■ **THE RECORDS**:
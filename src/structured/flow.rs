//! The graph of flow blocks the structurer reduces.
//!
//! Blocks are stored in address order and never move, so that `BlockId` order matches code order
//! and a jump to a block with a smaller or equal id is a back edge. A removed block leaves a hole.
//! Edges are not stored: they are the `Goto`s in block contents, together with exception edges
//! from throwing blocks to the handlers of the clauses that cover them.

use super::block::StructuredBlock;
use crate::ast::{Arena, DebugIr, Label};
use crate::locals::{LocalId, SlotKey};
use core::fmt;
use core::ops::Range;
use rustc_hash::FxHashMap;

#[derive(Clone, Copy, Debug, PartialEq, Eq, Hash, PartialOrd, Ord)]
pub struct BlockId(pub u32);

impl fmt::Display for BlockId {
    fn fmt(&self, f: &mut fmt::Formatter<'_>) -> fmt::Result {
        write!(f, "B{}", self.0)
    }
}

#[derive(Clone, Debug)]
pub struct FlowBlock {
    pub address: u32,
    pub end: u32,
    /// Never completes normally: every way out is a `Goto` or a `Jump`.
    pub content: StructuredBlock,
    /// Unformed clauses whose handlers catch exceptions thrown here. Empty for blocks that can't
    /// throw.
    pub coverage: Vec<usize>,
    /// Unformed clauses whose ranges contain the block, whether it throws or not.
    pub region: Vec<usize>,
    pub can_throw: bool,
}

/// A catch clause: one or more exception table entries sharing a handler and a caught type.
#[derive(Clone, Debug)]
pub struct Clause {
    pub ranges: Vec<Range<u32>>,
    pub handler: BlockId,
    // `None` for catch-all entries
    pub class: Option<String>,
    /// The variable holding the caught exception on entry to the handler.
    pub binder: LocalId,
    /// Set once the clause has been turned into a `catch`, or dropped as dead.
    pub formed: bool,
}

impl Clause {
    pub fn contains(&self, address: u32) -> bool {
        self.ranges.iter().any(|range| range.contains(&address))
    }

    /// Total number of bytes covered, which orders nested clauses.
    pub fn span(&self) -> u32 {
        self.ranges.iter().map(|range| range.end - range.start).sum()
    }
}

#[derive(Clone, Debug)]
pub struct FlowGraph {
    blocks: Vec<Option<FlowBlock>>,
    pub clauses: Vec<Clause>,
    pub entry: BlockId,
    next_label: u32,
    next_synthetic: u16,
}

impl FlowGraph {
    pub fn new() -> Self {
        Self {
            blocks: Vec::new(),
            clauses: Vec::new(),
            entry: BlockId(0),
            next_label: 0,
            next_synthetic: 0,
        }
    }

    pub fn push(&mut self, block: FlowBlock) -> BlockId {
        let id = BlockId(self.blocks.len() as u32);
        self.blocks.push(Some(block));
        id
    }

    pub fn get(&self, id: BlockId) -> Option<&FlowBlock> {
        self.blocks.get(id.0 as usize)?.as_ref()
    }

    pub fn get_mut(&mut self, id: BlockId) -> Option<&mut FlowBlock> {
        self.blocks.get_mut(id.0 as usize)?.as_mut()
    }

    pub fn remove(&mut self, id: BlockId) -> FlowBlock {
        self.blocks[id.0 as usize]
            .take()
            .expect("removed a block twice")
    }

    pub fn put_back(&mut self, id: BlockId, block: FlowBlock) {
        let slot = &mut self.blocks[id.0 as usize];
        assert!(slot.is_none(), "block {id} is still live");
        *slot = Some(block);
    }

    /// Live blocks in address order.
    pub fn ids(&self) -> Vec<BlockId> {
        self.blocks
            .iter()
            .enumerate()
            .filter(|(_, block)| block.is_some())
            .map(|(i, _)| BlockId(i as u32))
            .collect()
    }

    pub fn len(&self) -> usize {
        self.blocks.iter().flatten().count()
    }

    pub fn is_empty(&self) -> bool {
        self.len() == 0
    }

    pub fn blocks(&self) -> impl Iterator<Item = (BlockId, &FlowBlock)> {
        self.blocks
            .iter()
            .enumerate()
            .filter_map(|(i, block)| Some((BlockId(i as u32), block.as_ref()?)))
    }

    pub fn blocks_mut(&mut self) -> impl Iterator<Item = (BlockId, &mut FlowBlock)> {
        self.blocks
            .iter_mut()
            .enumerate()
            .filter_map(|(i, block)| Some((BlockId(i as u32), block.as_mut()?)))
    }

    pub fn fresh_label(&mut self) -> Label {
        self.next_label += 1;
        Label(self.next_label)
    }

    pub fn fresh_synthetic(&mut self) -> SlotKey {
        self.next_synthetic += 1;
        SlotKey::Synthetic(self.next_synthetic - 1)
    }

    /// Number of ways control can enter each live block: gotos, the method entry and handlers of
    /// unformed clauses.
    pub fn references(&self) -> FxHashMap<BlockId, usize> {
        let mut refs: FxHashMap<BlockId, usize> = FxHashMap::default();
        *refs.entry(self.entry).or_default() += 1;
        for (_, block) in self.blocks() {
            for target in block.content.gotos() {
                *refs.entry(target).or_default() += 1;
            }
        }
        for (_, clause) in self.live_clauses() {
            *refs.entry(clause.handler).or_default() += 1;
        }
        refs
    }

    pub fn live_clauses(&self) -> impl Iterator<Item = (usize, &Clause)> {
        self.clauses
            .iter()
            .enumerate()
            .filter(|(_, clause)| !clause.formed)
    }

    /// Whether `id` is where some unformed clause's handler starts.
    pub fn is_handler(&self, id: BlockId) -> bool {
        self.live_clauses().any(|(_, clause)| clause.handler == id)
    }

    /// Distinct goto targets of a block, in order of first occurrence.
    pub fn successors(&self, id: BlockId) -> Vec<BlockId> {
        let mut targets = Vec::new();
        if let Some(block) = self.get(id) {
            for target in block.content.gotos() {
                if !targets.contains(&target) {
                    targets.push(target);
                }
            }
        }
        targets
    }

    /// Whether the code of `b` may be placed inside `a` without changing which handlers catch
    /// what either of them throws.
    pub fn compatible(&self, a: BlockId, b: BlockId) -> bool {
        let (Some(a), Some(b)) = (self.get(a), self.get(b)) else {
            return false;
        };
        let contains = |outer: &[usize], inner: &[usize]| inner.iter().all(|c| outer.contains(c));
        a.coverage == b.coverage
            || (!a.can_throw && contains(&a.region, &b.coverage))
            || (!b.can_throw && contains(&b.region, &a.coverage))
    }

    /// Updates `into` to describe its own code followed by the code of `from`.
    pub fn combine_coverage(into: &mut FlowBlock, from: &FlowBlock) {
        if from.can_throw && !into.can_throw {
            into.coverage = from.coverage.clone();
        }
        into.region.retain(|c| from.region.contains(c));
        for &c in &into.coverage {
            if !into.region.contains(&c) {
                into.region.push(c);
            }
        }
        into.can_throw |= from.can_throw;
        into.address = into.address.min(from.address);
        into.end = into.end.max(from.end);
    }

    /// Marks a clause as handled and forgets about it everywhere.
    pub fn retire_clause(&mut self, index: usize) {
        self.clauses[index].formed = true;
        for (_, block) in self.blocks_mut() {
            block.coverage.retain(|&c| c != index);
            block.region.retain(|&c| c != index);
        }
    }
}

impl Default for FlowGraph {
    fn default() -> Self {
        Self::new()
    }
}

impl DebugIr for FlowGraph {
    fn fmt(&self, f: &mut fmt::Formatter<'_>, arena: &Arena) -> fmt::Result {
        for (id, block) in self.blocks() {
            write!(f, "{id} @ {}..{}", block.address, block.end)?;
            if !block.coverage.is_empty() {
                write!(f, " covered by {:?}", block.coverage)?;
            }
            writeln!(f, ":")?;
            write!(f, "{}", arena.debug(&block.content))?;
        }
        for (index, clause) in self.live_clauses() {
            writeln!(
                f,
                "clause {index}: {:?} -> {} ({})",
                clause.ranges,
                clause.handler,
                clause.class.as_deref().unwrap_or("any"),
            )?;
        }
        Ok(())
    }
}
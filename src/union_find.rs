/// Disjoint sets over dense `u32` ids.
///
/// The representative of each set is its smallest member: merging two sets makes the later root a
/// shadow of the earlier one. Lookups compress paths, so after `resolve(x)` the parent of `x` is
/// the representative itself.
#[derive(Clone, Debug, Default)]
pub struct UnionFind {
    // `None` for representatives.
    parents: Vec<Option<u32>>,
}

impl UnionFind {
    pub fn new(len: u32) -> Self {
        Self {
            parents: vec![None; len as usize],
        }
    }

    /// Adds a new singleton set and returns its id.
    pub fn push(&mut self) -> u32 {
        let id = self.parents.len() as u32;
        self.parents.push(None);
        id
    }

    /// Merges the sets of `a` and `b` and returns the representative of the union.
    pub fn merge(&mut self, a: u32, b: u32) -> u32 {
        let a = self.resolve(a);
        let b = self.resolve(b);
        let (root, shadow) = if a <= b { (a, b) } else { (b, a) };
        if root != shadow {
            self.parents[shadow as usize] = Some(root);
        }
        root
    }

    pub fn resolve(&mut self, mut index: u32) -> u32 {
        let mut leader = index;
        while let Some(parent) = self.parents[leader as usize] {
            leader = parent;
        }
        while index != leader {
            let parent = self.parents[index as usize].replace(leader);
            index = parent.expect("non-leader without a parent");
        }
        leader
    }

    /// Like `resolve`, but without path compression.
    pub fn find(&self, mut index: u32) -> u32 {
        while let Some(parent) = self.parents[index as usize] {
            index = parent;
        }
        index
    }

    pub fn is_representative(&self, index: u32) -> bool {
        self.parents[index as usize].is_none()
    }

    #[cfg(test)]
    fn depth(&self, mut index: u32) -> usize {
        let mut depth = 0;
        while let Some(parent) = self.parents[index as usize] {
            index = parent;
            depth += 1;
        }
        depth
    }
}

#[cfg(test)]
mod tests {
    use super::*;
    use proptest::collection::vec;
    use proptest::prelude::*;
    use rand::{RngCore, SeedableRng, rngs::SmallRng};

    #[test]
    fn earliest_is_representative() {
        let mut sets = UnionFind::new(6);
        assert_eq!(sets.merge(4, 2), 2);
        assert_eq!(sets.merge(5, 4), 2);
        assert_eq!(sets.merge(3, 1), 1);
        assert_eq!(sets.merge(5, 3), 1);
        for i in 1..6 {
            assert_eq!(sets.resolve(i), 1);
        }
        assert_eq!(sets.resolve(0), 0);
        assert!(sets.is_representative(0));
        assert!(!sets.is_representative(5));
        assert_eq!(sets.push(), 6);
        assert!(sets.is_representative(6));
    }

    #[test]
    fn random_merges_converge() {
        let mut rng = SmallRng::seed_from_u64(0x5eed);
        for _ in 0..50 {
            let len = 1 + rng.next_u32() % 200;
            let mut sets = UnionFind::new(len);
            // Reference partition, kept as an explicit label per element.
            let mut labels: Vec<u32> = (0..len).collect();
            for _ in 0..rng.next_u32() % (2 * len) {
                let a = rng.next_u32() % len;
                let b = rng.next_u32() % len;
                sets.merge(a, b);
                let (from, to) = (labels[b as usize], labels[a as usize]);
                for label in &mut labels {
                    if *label == from {
                        *label = to;
                    }
                }
            }

            for a in 0..len {
                for b in 0..len {
                    assert_eq!(
                        sets.find(a) == sets.find(b),
                        labels[a as usize] == labels[b as usize]
                    );
                }
                // The representative is the smallest member.
                let smallest = (0..len)
                    .find(|&b| labels[b as usize] == labels[a as usize])
                    .unwrap();
                assert_eq!(sets.resolve(a), smallest);
            }
        }
    }

    proptest! {
        #[test]
        fn compressed_paths_are_short(
            len in 1u32..64,
            merges in vec((0u32..64, 0u32..64), 0..128),
        ) {
            let mut sets = UnionFind::new(len);
            for (a, b) in merges {
                sets.merge(a % len, b % len);
            }
            for i in 0..len {
                let root = sets.resolve(i);
                prop_assert_eq!(sets.find(i), root);
                prop_assert!(sets.depth(i) <= 1);
            }
        }
    }
}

■ **EXERCISE AIM**: In the records above, find each line that mentions the string "address", then copy it.

■ **SOLUTION**:
//! Blocks are stored in address order and never move, so that `BlockId` order matches code order
    pub address: u32,
    pub fn contains(&self, address: u32) -> bool {
        self.ranges.iter().any(|range| range.contains(&address))
    /// Live blocks in address order.
        into.address = into.address.min(from.address);
            write!(f, "{id} @ {}..{}", block.address, block.end)?;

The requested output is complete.